IN THE MATTER OF A.B. AN ADVOCATE.

(No. 2/69).

Advocates—Conduct and Etiquette—Unprofessional conduct contrary to rule 23 of the Advocates-(Practice and. Etiquette) Rules 1966—Disciplinary Board—Advocates Law, Cap. 2 (as amended) section 17—Decision of the Disciplinary Board reprimanding respondent advocate—Reprimand is the lightest punishment in cases of unprofessional conduct by an advocate—Section 17(1) of the said Law—Review of the whole case by the Supreme Court of its own motion—Section 17(5) of the Law—Punishment of reprimand imposed by the Board set aside—Substituted by a sanction of £75 fine.

The respondent advocate was reprimanded by the Disciplinary Board for acting in contravention of Rule 23 of the Advocates (Practice and Etiquette) Rules, 1966. Rule 23 provides:

“An advocate shall not intervene on behalf of a person whose case is in the hands of a colleague, without givingprevious notice except……… In any case he is under the duty to assure himself that his colleague's fees have been paid".

Section 17(5) of the Advocates Law, Cap. 2 reads as follows:

“The Supreme Court may of its own motion or on the application of the complainant or of the advocate whose conduct is the subject of the enquiry, review the whole case and either confirm the decision of the Disciplinary Board or set it aside or make such other order as it may deem fit."

One of the punishments provided by section 17(1) of the Law is an order "to pay by way of fine any sum not exceeding five hundred pounds". [*389]

The Supreme Court acting of its own motion took review proceedings under section 17(5) (supra) set aside the reprimand imposed by the Board and substituted therefor a fine in the sum of £75.

The facts sufficiently appear in the judgment of the Court.

Review proceedings.

Review proceedings before the Supreme Court initiated of its own motion, under section 17(5) of the Advocates Law, Cap. 2 (as amended), for the review of the decision of the Disciplinary Board, established under section 12 of the Law, whereby a disciplinary sanction of reprimand was imposed on the respondent advocate for unprofessional conduct contrary to rule 23 of the Advocates (Practice and Etiquette) Rules, 1966.

L. Clerides, for the respondent advocate.

G. Ladas, for the Disciplinary Board, as amicus curiae.

The judgment of the Court was delivered by:—

Vassiliades, P.: Learned counsel for the respondent advocate, has been of considerable assistance to this Court, in placing before us the mitigating circumstances which could be taken into consideration in dealing with this case.

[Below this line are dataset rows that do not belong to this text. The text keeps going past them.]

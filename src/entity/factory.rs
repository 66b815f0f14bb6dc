//! Builds entities from plain state objects against the master data.
//!
//! Construction is the only step that fails loudly: unknown ids and
//! oversized collections are `FactoryError`s. Out-of-range numbers (level,
//! hp, morale, ammo, fuel) are clamped instead.

use std::sync::Arc;

use crate::data::gear::MasterGear;
use crate::data::ibonus::StatBonus;
use crate::data::master::MasterData;
use crate::data::ship::MasterShip;
use crate::entity::air_squadron::{
    default_slot_size, AirSquadron, AirSquadronState, MAX_SQUADRON_SLOTS,
};
use crate::entity::fingerprint::{combine, fingerprint};
use crate::entity::fleet::{Fleet, FleetState, MAX_FLEET_SHIPS};
use crate::entity::gear::{Gear, GearState};
use crate::entity::org::{Org, OrgState, DEFAULT_HQ_LEVEL, MAX_AIR_SQUADRONS, MAX_FLEETS};
use crate::entity::ship::{Ship, ShipState, DEFAULT_MORALE, MAX_SHIP_SLOTS};
use crate::error::FactoryError;
use crate::stats::equipment_bonus::evaluate_equipment_bonuses;
use crate::stats::resolve::{clamp_level, naked_stat};
use crate::stats::stacking::{StatContribution, StatKind, StatStacking};

pub const DEFAULT_PLAYER_LEVEL: u16 = 99;
pub const DEFAULT_ABYSSAL_LEVEL: u16 = 1;
pub const MAX_MORALE: i32 = 100;
pub const MAX_HQ_LEVEL: u16 = 120;

fn gear_stat(gear: &MasterGear, kind: StatKind) -> i32 {
    match kind {
        StatKind::Firepower => gear.firepower,
        StatKind::Torpedo => gear.torpedo,
        StatKind::AntiAir => gear.anti_air,
        StatKind::Armor => gear.armor,
        StatKind::Evasion => gear.evasion,
        StatKind::Asw => gear.asw,
        StatKind::Los => gear.los,
        StatKind::Accuracy => gear.accuracy,
        StatKind::Bombing => gear.bombing,
        StatKind::MaxHp | StatKind::Luck | StatKind::Speed | StatKind::Range => 0,
    }
}

fn bonus_stat(bonus: &StatBonus, kind: StatKind) -> i32 {
    match kind {
        StatKind::Firepower => bonus.firepower,
        StatKind::Torpedo => bonus.torpedo,
        StatKind::AntiAir => bonus.anti_air,
        StatKind::Armor => bonus.armor,
        StatKind::Evasion => bonus.evasion,
        StatKind::Asw => bonus.asw,
        StatKind::Los => bonus.los,
        StatKind::Accuracy => bonus.accuracy,
        StatKind::Bombing => bonus.bombing,
        StatKind::Range => bonus.range,
        StatKind::Speed => bonus.speed,
        StatKind::MaxHp | StatKind::Luck => 0,
    }
}

/// Max hp never exceeds the template's upper bound.
fn cap_max_hp(master: &MasterShip, hp: i32) -> i32 {
    master.max_hp.right().map_or(hp, |cap| hp.min(cap))
}

fn stat_layers(
    master: &MasterShip,
    state: &ShipState,
    level: u16,
    gears: &[&MasterGear],
    ebonus: &StatBonus,
) -> StatStacking<StatKind> {
    let mut stacking = StatStacking::new();
    for kind in StatKind::ALL {
        let modifier = state.modifiers.get(&kind).copied().unwrap_or(0);
        let naked = naked_stat(master, kind, level, modifier);
        if let Some(value) = naked {
            stacking.add(StatContribution::naked(kind, value));
        }

        let equipment = if kind == StatKind::Range {
            // range is the longest of ship and gear, not a sum
            let longest = gears.iter().map(|gear| i32::from(gear.range)).max();
            match (longest, naked) {
                (Some(longest), Some(own)) => (longest - own).max(0),
                _ => 0,
            }
        } else {
            gears.iter().map(|gear| gear_stat(gear, kind)).sum()
        };
        stacking.add(StatContribution::equipment(kind, equipment));
        stacking.add(StatContribution::bonus(kind, bonus_stat(ebonus, kind)));

        if let Some(&value) = state.overrides.get(&kind) {
            let value = match kind {
                StatKind::MaxHp => cap_max_hp(master, value),
                _ => value,
            };
            stacking.add(StatContribution::overridden(kind, value));
        }
    }
    stacking
}

/// Entity constructor bound to one master data set.
#[derive(Debug, Clone)]
pub struct Factory {
    master: Arc<MasterData>,
}

impl Factory {
    pub fn new(master: Arc<MasterData>) -> Self {
        Self { master }
    }

    pub fn master(&self) -> &MasterData {
        &self.master
    }

    pub fn create_gear(&self, state: &GearState) -> Result<Gear, FactoryError> {
        let master = self
            .master
            .gear(state.gear_id)
            .cloned()
            .ok_or(FactoryError::UnknownGear(state.gear_id))?;
        Ok(Gear::new(master, state))
    }

    fn create_gears(&self, states: &[Option<GearState>]) -> Result<Vec<Option<Gear>>, FactoryError> {
        states
            .iter()
            .map(|state| state.as_ref().map(|state| self.create_gear(state)).transpose())
            .collect()
    }

    pub fn create_ship(&self, state: &ShipState) -> Result<Ship, FactoryError> {
        let master = self
            .master
            .ship(state.ship_id)
            .cloned()
            .ok_or(FactoryError::UnknownShip(state.ship_id))?;
        if state.gears.len() > MAX_SHIP_SLOTS {
            return Err(FactoryError::TooManySlots {
                ship_id: state.ship_id,
                count: state.gears.len(),
                max: MAX_SHIP_SLOTS,
            });
        }

        let gears = self.create_gears(&state.gears)?;
        let extra_gear = state
            .extra_gear
            .as_ref()
            .map(|gear| self.create_gear(gear))
            .transpose()?;

        let default_level = if master.is_abyssal() {
            DEFAULT_ABYSSAL_LEVEL
        } else {
            DEFAULT_PLAYER_LEVEL
        };
        let level = clamp_level(state.level.unwrap_or(default_level));

        let slots: Vec<i32> = (0..gears.len().max(master.slots.len()))
            .map(|index| {
                let capacity = master.slots.get(index).copied();
                let current = state
                    .slots
                    .as_ref()
                    .and_then(|slots| slots.get(index).copied())
                    .or(capacity)
                    .unwrap_or(0);
                match capacity {
                    Some(capacity) => current.clamp(0, capacity.max(0)),
                    None => current.max(0),
                }
            })
            .collect();

        let equipped: Vec<&Gear> = gears.iter().flatten().chain(extra_gear.iter()).collect();
        let pairs: Vec<(&MasterGear, u8)> = equipped
            .iter()
            .map(|gear| (gear.master.as_ref(), gear.stars))
            .collect();
        let templates: Vec<&MasterGear> = pairs.iter().map(|(gear, _)| *gear).collect();
        let ebonus = evaluate_equipment_bonuses(&self.master.ibonuses, &master, &pairs);
        let stats = stat_layers(&master, state, level, &templates, &ebonus);

        let max_hp = stats
            .composed_for(&StatKind::MaxHp)
            .map(|hp| cap_max_hp(&master, hp));
        let current_hp = match (state.current_hp, max_hp) {
            (Some(hp), Some(max)) => Some(hp.clamp(0, max)),
            (Some(hp), None) => Some(hp.max(0)),
            (None, max) => max,
        };
        let morale = state.morale.unwrap_or(DEFAULT_MORALE).clamp(0, MAX_MORALE);
        let clamp_supply = |current: Option<i32>, max: Option<i32>| match (current, max) {
            (Some(current), Some(max)) => Some(current.clamp(0, max)),
            (Some(current), None) => Some(current.max(0)),
            (None, max) => max,
        };
        let ammo = clamp_supply(state.ammo, master.ammo);
        let fuel = clamp_supply(state.fuel, master.fuel);

        Ok(Ship {
            id: state.id.clone(),
            fingerprint: fingerprint(&("ship", state)),
            master,
            level,
            gears,
            extra_gear,
            slots,
            stats,
            ebonus,
            max_hp,
            current_hp,
            morale,
            ammo,
            fuel,
            custom: state.custom,
        })
    }

    pub fn create_fleet(&self, state: &FleetState) -> Result<Fleet, FactoryError> {
        if state.ships.len() > MAX_FLEET_SHIPS {
            return Err(FactoryError::TooManyShips {
                count: state.ships.len(),
                max: MAX_FLEET_SHIPS,
            });
        }
        let ships = state
            .ships
            .iter()
            .map(|ship| ship.as_ref().map(|ship| self.create_ship(ship)).transpose())
            .collect::<Result<Vec<_>, _>>()?;
        let fingerprint = combine(
            "fleet",
            ships
                .iter()
                .map(|ship| ship.as_ref().map(|ship| ship.fingerprint).unwrap_or(0)),
        );
        Ok(Fleet { ships, fingerprint })
    }

    pub fn create_air_squadron(
        &self,
        state: &AirSquadronState,
    ) -> Result<AirSquadron, FactoryError> {
        if state.gears.len() > MAX_SQUADRON_SLOTS {
            return Err(FactoryError::TooManySquadronSlots {
                count: state.gears.len(),
                max: MAX_SQUADRON_SLOTS,
            });
        }
        let gears = self.create_gears(&state.gears)?;
        let slots = gears
            .iter()
            .enumerate()
            .map(|(index, gear)| {
                let given = state.slots.as_ref().and_then(|slots| slots.get(index).copied());
                match (given, gear) {
                    (Some(size), _) => size.max(0),
                    (None, Some(gear)) => default_slot_size(gear),
                    (None, None) => 0,
                }
            })
            .collect();
        Ok(AirSquadron {
            mode: state.mode,
            gears,
            slots,
            fingerprint: fingerprint(&("air_squadron", state)),
        })
    }

    pub fn create_org(&self, state: &OrgState) -> Result<Org, FactoryError> {
        if state.fleets.len() > MAX_FLEETS {
            return Err(FactoryError::TooManyFleets {
                count: state.fleets.len(),
                max: MAX_FLEETS,
            });
        }
        if state.air_squadrons.len() > MAX_AIR_SQUADRONS {
            return Err(FactoryError::TooManyAirSquadrons {
                count: state.air_squadrons.len(),
                max: MAX_AIR_SQUADRONS,
            });
        }
        let fleets = state
            .fleets
            .iter()
            .map(|fleet| self.create_fleet(fleet))
            .collect::<Result<Vec<_>, _>>()?;
        let air_squadrons = state
            .air_squadrons
            .iter()
            .map(|squadron| self.create_air_squadron(squadron))
            .collect::<Result<Vec<_>, _>>()?;
        let hq_level = state
            .hq_level
            .unwrap_or(DEFAULT_HQ_LEVEL)
            .clamp(1, MAX_HQ_LEVEL);

        let fingerprint = combine(
            "org",
            std::iter::once(fingerprint(&(state.org_type, hq_level)))
                .chain(fleets.iter().map(|fleet| fleet.fingerprint))
                .chain(air_squadrons.iter().map(|squadron| squadron.fingerprint)),
        );
        tracing::debug!(
            org_type = ?state.org_type,
            fleets = fleets.len(),
            air_squadrons = air_squadrons.len(),
            fingerprint,
            "org constructed"
        );
        Ok(Org {
            org_type: state.org_type,
            hq_level,
            fleets,
            air_squadrons,
            fingerprint,
        })
    }
}

#[cfg(test)]
mod tests {
    use super::*;
    use crate::data::master::MasterDataFile;
    use crate::data::ship::StatInterval;

    fn factory() -> Factory {
        let file = MasterDataFile {
            ships: vec![MasterShip {
                ship_id: 10,
                max_hp: StatInterval::new(30, 40),
                firepower: StatInterval::new(10, 40),
                armor: StatInterval::new(10, 30),
                luck: StatInterval::new(10, 50),
                slots: vec![2, 2],
                ammo: Some(20),
                ..Default::default()
            }],
            gears: vec![MasterGear {
                gear_id: 1,
                types: [1, 1, 1, 1, 0],
                firepower: 2,
                range: 1,
                ..Default::default()
            }],
            ..Default::default()
        };
        Factory::new(Arc::new(MasterData::new(file).unwrap()))
    }

    #[test]
    fn unknown_ids_fail_construction() {
        let factory = factory();
        assert_eq!(
            factory.create_ship(&ShipState::new(999)).unwrap_err(),
            FactoryError::UnknownShip(999)
        );
        let state = ShipState::new(10).with_gears([GearState::new(77)]);
        assert_eq!(
            factory.create_ship(&state).unwrap_err(),
            FactoryError::UnknownGear(77)
        );
    }

    #[test]
    fn equipment_adds_to_naked_stats() {
        let factory = factory();
        let ship = factory
            .create_ship(&ShipState::new(10).with_gears([GearState::new(1), GearState::new(1)]))
            .unwrap();
        assert_eq!(ship.firepower(), Some(14));
        assert_eq!(ship.naked(StatKind::Firepower), Some(10));
        assert_eq!(ship.max_hp, Some(30));
        assert_eq!(ship.current_hp, Some(30));
    }

    #[test]
    fn out_of_range_state_is_clamped() {
        let factory = factory();
        let state = ShipState {
            current_hp: Some(500),
            morale: Some(-3),
            ammo: Some(99),
            ..ShipState::new(10)
        };
        let ship = factory.create_ship(&state).unwrap();
        assert_eq!(ship.current_hp, Some(30));
        assert_eq!(ship.morale, 0);
        assert_eq!(ship.ammo, Some(20));
    }

    #[test]
    fn same_state_gives_same_fingerprint() {
        let factory = factory();
        let state = ShipState::new(10).with_gears([GearState::new(1)]);
        let a = factory.create_ship(&state).unwrap();
        let b = factory.create_ship(&state).unwrap();
        assert_eq!(a.fingerprint, b.fingerprint);
        assert_eq!(a, b);

        let other = factory
            .create_ship(&ShipState::new(10).with_level(50))
            .unwrap();
        assert_ne!(a.fingerprint, other.fingerprint);
    }

    #[test]
    fn oversized_collections_are_rejected() {
        let factory = factory();
        let fleet = FleetState::new(vec![ShipState::new(10); 8]);
        assert!(matches!(
            factory.create_fleet(&fleet),
            Err(FactoryError::TooManyShips { count: 8, max: 7 })
        ));
        let org = OrgState {
            fleets: vec![FleetState::default(); 5],
            ..Default::default()
        };
        assert!(matches!(
            factory.create_org(&org),
            Err(FactoryError::TooManyFleets { .. })
        ));
    }
}
pub mod air_squadron;
pub mod comp;
pub mod factory;
pub mod fingerprint;
pub mod fleet;
pub mod gear;
pub mod org;
pub mod ship;

pub use air_squadron::{AirSquadron, AirSquadronState};
pub use comp::Comp;
pub use factory::Factory;
pub use fleet::{Fleet, FleetState};
pub use gear::{Gear, GearState};
pub use org::{Org, OrgState, OrgType};
pub use ship::{CustomModifiers, GearSlot, Ship, ShipState};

As it is already clear at this stage, we attach to the matter considerable importance. We think it is a serious breach of the rules of professional etiquette, as established by tradition and practice, and as now settled in the codified rules. We have also heard Mr. Ladas, Chairman of the Local Bar Committee of Nicosia, who appeared as amicus curiae on behalf of the Bar Council and the Disciplinary Board of the profession.

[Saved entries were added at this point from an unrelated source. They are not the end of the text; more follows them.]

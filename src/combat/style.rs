use serde::{Deserialize, Serialize};

use crate::data::cutin::{CutinDef, DayCutin, NightCutin};

/// How one attack is delivered.
#[derive(Debug, Clone, Copy, PartialEq, Serialize, Deserialize)]
#[serde(tag = "kind")]
pub enum AttackStyle {
    Normal,
    DayCutin { cutin: DayCutin, def: CutinDef },
    NightCutin { cutin: NightCutin, def: CutinDef },
    Asw,
    Torpedo,
}

impl AttackStyle {
    pub fn def(&self) -> Option<&CutinDef> {
        match self {
            Self::DayCutin { def, .. } | Self::NightCutin { def, .. } => Some(def),
            Self::Normal | Self::Asw | Self::Torpedo => None,
        }
    }

    pub fn is_special(&self) -> bool {
        self.def().is_some()
    }

    pub fn power_mod(&self) -> f64 {
        self.def().map(|def| def.power_mod).unwrap_or(1.0)
    }

    pub fn power_adder(&self) -> f64 {
        self.def().map(|def| def.power_adder).unwrap_or(0.0)
    }

    pub fn accuracy_mod(&self) -> f64 {
        self.def().map(|def| def.accuracy_mod).unwrap_or(1.0)
    }

    pub fn accuracy_adder(&self) -> f64 {
        self.def().map(|def| def.accuracy_adder).unwrap_or(0.0)
    }

    pub fn hits(&self) -> u8 {
        self.def().map(|def| def.hits.max(1)).unwrap_or(1)
    }

    pub fn label(&self) -> String {
        match self {
            Self::Normal => "Normal".to_string(),
            Self::DayCutin { cutin, .. } => format!("Day:{cutin:?}"),
            Self::NightCutin { cutin, .. } => format!("Night:{cutin:?}"),
            Self::Asw => "Asw".to_string(),
            Self::Torpedo => "Torpedo".to_string(),
        }
    }
}

#[cfg(test)]
mod tests {
    use super::*;

    #[test]
    fn plain_styles_are_neutral() {
        assert_eq!(AttackStyle::Normal.power_mod(), 1.0);
        assert_eq!(AttackStyle::Torpedo.hits(), 1);
        assert!(!AttackStyle::Asw.is_special());
    }

    #[test]
    fn serializes_with_kind_tag() {
        let style = AttackStyle::NightCutin {
            cutin: NightCutin::TorpTorp,
            def: CutinDef::new(1.5, 1.65, 2, Some(122)),
        };
        let json = serde_json::to_value(style).unwrap();
        assert_eq!(json["kind"], "NightCutin");
        assert_eq!(json["cutin"], "TorpTorp");
        assert_eq!(style.hits(), 2);
        assert_eq!(style.label(), "Night:TorpTorp");
    }
}
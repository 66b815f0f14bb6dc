use std::sync::atomic::{AtomicBool, Ordering};
use std::sync::Arc;

/// Shared flag checked between simulator batches. Clones observe the same flag.
#[derive(Debug, Clone, Default)]
pub struct CancelToken(Arc<AtomicBool>);

impl CancelToken {
    pub fn new() -> Self {
        Self::default()
    }

    pub fn cancel(&self) {
        self.0.store(true, Ordering::Relaxed);
    }

    pub fn is_cancelled(&self) -> bool {
        self.0.load(Ordering::Relaxed)
    }
}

The proceeding before us was initiated under section 17(5) of the Advocates Law, Cap. 2, on the Supreme Court's own motion, for the review of respondent's case before the Disciplinary Board, originating from the complaint of another advocate against the respondent for unprofessional conduct, in contravention of rule 23 of the Advocate (Practice and Etiquette) Rules 1966.

The respondent is an advocate of eight years standing (he enrolled on 9/8/60) residing and mainly practising in Famagusta. On January 14, 1969, he agreed to undertake the defence of a person in police custody for the forgery of cheques of the value [*390] of some twenty thousand pounds, knowing that the person in question, was already in the hands of another advocate, whose fee for the services rendered in that particular case, had not been settled, without communicating with the other advocate at all, either regarding the case or regarding the other advocate's fee.

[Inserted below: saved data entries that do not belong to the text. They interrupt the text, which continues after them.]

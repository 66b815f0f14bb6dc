//! Ship templates: stat intervals, slot layout, classification.
//! Player ships interpolate growth stats by level; abyssal ships (id > 1500)
//! use the left bound as a fixed stat.

use serde::{Deserialize, Serialize};

pub const ABYSSAL_ID_THRESHOLD: u16 = 1500;

#[derive(Debug, Clone, Copy, Default, PartialEq, Eq, Hash, PartialOrd, Ord, Serialize, Deserialize)]
pub enum ShipType {
    DE,
    #[default]
    DD,
    CL,
    CLT,
    CA,
    CAV,
    CVL,
    FBB,
    BB,
    BBV,
    CV,
    CVB,
    SS,
    SSV,
    AV,
    LHA,
    AR,
    AS,
    CT,
    AO,
}

impl ShipType {
    pub fn is_submarine(self) -> bool {
        matches!(self, Self::SS | Self::SSV)
    }

    pub fn is_carrier(self) -> bool {
        matches!(self, Self::CVL | Self::CV | Self::CVB)
    }

    pub fn is_battleship(self) -> bool {
        matches!(self, Self::FBB | Self::BB | Self::BBV)
    }

    pub fn is_light_cruiser_class(self) -> bool {
        matches!(self, Self::CL | Self::CLT | Self::CT)
    }

    pub fn is_heavily_armored(self) -> bool {
        matches!(
            self,
            Self::CA | Self::CAV | Self::FBB | Self::BB | Self::BBV | Self::CV | Self::CVB
        )
    }

    /// Ship types that attack submarines with depth charges and sonar.
    pub fn is_depth_charge_asw_type(self) -> bool {
        matches!(
            self,
            Self::DE | Self::DD | Self::CL | Self::CLT | Self::CT | Self::AO
        )
    }

    /// Ship types that attack submarines with aircraft.
    pub fn is_aircraft_asw_type(self) -> bool {
        matches!(
            self,
            Self::CVL | Self::CAV | Self::BBV | Self::AV | Self::LHA | Self::CV | Self::CVB
        )
    }
}

#[derive(Debug, Clone, Copy, PartialEq, Eq, Hash, PartialOrd, Ord, Serialize, Deserialize)]
pub enum ShipAttr {
    Installation,
    OpeningAswAlways,
    NightCarrier,
    NightShellingCarrier,
}

/// Enemy categories that receive their own attack power modifiers.
#[derive(Debug, Clone, Copy, PartialEq, Eq, Hash, PartialOrd, Ord, Serialize, Deserialize)]
pub enum SpecialEnemyType {
    SoftSkinned,
    Pillbox,
    IsolatedIsland,
    SupplyDepot,
    HarbourSummerPrincess,
    PtImp,
}

impl SpecialEnemyType {
    pub fn is_installation(self) -> bool {
        !matches!(self, Self::PtImp)
    }
}

/// `[min, max]` stat bounds. Either side may be unknown (common for enemy data).
#[derive(Debug, Clone, Copy, Default, PartialEq, Eq, Hash, Serialize, Deserialize)]
pub struct StatInterval(pub Option<i32>, pub Option<i32>);

impl StatInterval {
    pub fn fixed(value: i32) -> Self {
        Self(Some(value), Some(value))
    }

    pub fn new(min: i32, max: i32) -> Self {
        Self(Some(min), Some(max))
    }

    pub fn left(&self) -> Option<i32> {
        self.0
    }

    pub fn right(&self) -> Option<i32> {
        self.1
    }
}

#[derive(Debug, Clone, Default, PartialEq, Serialize, Deserialize)]
#[serde(default)]
pub struct MasterShip {
    pub ship_id: u16,
    pub name: String,
    pub ship_type: ShipType,
    pub ship_class: u16,
    pub max_hp: StatInterval,
    pub firepower: StatInterval,
    pub torpedo: StatInterval,
    pub anti_air: StatInterval,
    pub armor: StatInterval,
    pub evasion: StatInterval,
    pub asw: StatInterval,
    pub los: StatInterval,
    pub luck: StatInterval,
    pub slots: Vec<i32>,
    pub speed: u8,
    pub range: u8,
    pub fuel: Option<i32>,
    pub ammo: Option<i32>,
    pub attrs: Vec<ShipAttr>,
    pub special_enemy_type: Option<SpecialEnemyType>,
}

impl MasterShip {
    pub fn is_abyssal(&self) -> bool {
        self.ship_id > ABYSSAL_ID_THRESHOLD
    }

    pub fn has_attr(&self, attr: ShipAttr) -> bool {
        self.attrs.contains(&attr)
    }

    pub fn is_installation(&self) -> bool {
        self.has_attr(ShipAttr::Installation)
            || self
                .special_enemy_type
                .map(SpecialEnemyType::is_installation)
                .unwrap_or(false)
    }
}

#[cfg(test)]
mod tests {
    use super::*;

    #[test]
    fn abyssal_threshold_is_exclusive() {
        let mut ship = MasterShip {
            ship_id: 1500,
            ..Default::default()
        };
        assert!(!ship.is_abyssal());
        ship.ship_id = 1501;
        assert!(ship.is_abyssal());
    }

    #[test]
    fn installation_follows_special_enemy_type() {
        let ship = MasterShip {
            special_enemy_type: Some(SpecialEnemyType::Pillbox),
            ..Default::default()
        };
        assert!(ship.is_installation());

        let imp = MasterShip {
            special_enemy_type: Some(SpecialEnemyType::PtImp),
            ..Default::default()
        };
        assert!(!imp.is_installation());
    }

    #[test]
    fn stat_interval_serializes_as_pair() {
        let json = serde_json::to_string(&StatInterval(Some(10), None)).unwrap();
        assert_eq!(json, "[10,null]");
    }
}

Two days later, on January 16, 1969, the other advocate wrote to the respondent, stating the position; drawing his attention to rule 23; and informing him of the extent of the services rendered and of the fee claimed. The letter is part of the record before us. Receiving no reply to his communication, the other advocate reported the matter to the Chairman of the Disciplinary Board, attaching a copy of his letter to the respondent.

The Chairman of the Board wrote officially to the respondent on February 5, 1969, informing him of the complaint and soliciting his comments, if he wished to make any, before the matter was referred to the Board. On February 13, the respondent made his reply to the Chairman of the Board. This is also before us as part of the record. We find it unnecessary to deal with it in detail. The respondent admits that he was aware that the case was in the hands of the other advocate; but as the person in custody appeared to have lost confidence in the other advocate and as the preliminary inquiry was due to commence before the Court the following day, the respondent had no time, he said, to communicate with his colleague; and he considered it his duty, in the circumstances, to undertake the accused person's defence. As to his colleague's fee, the father of the accused, he (the respondent advocate) added, would be dealing with the matter, although it was considered "unacceptable".

Appearently respondent's explanations were not found satisfactory; and the matter went to the Disciplinary Board of the Bar Council, which the respondent was requested to attend on March 7, 1969, to answer a charge for acting in contravention of rule 23 of the Advocates (Practice and Etiquette) Rules, 1966. Rule 23 provides that:—

“23. An advocate shall not intervene on behalf of a person whose case is in the hands of a colleague, without giving previous notice, except in those cases of express withdrawal of the latter. When the intervention is not discovered [*391] until after the case has been undertaken, notice shall be immediately given thereafter. In any case, he is under the duty to assure himself that his colleague's fees have been paid ".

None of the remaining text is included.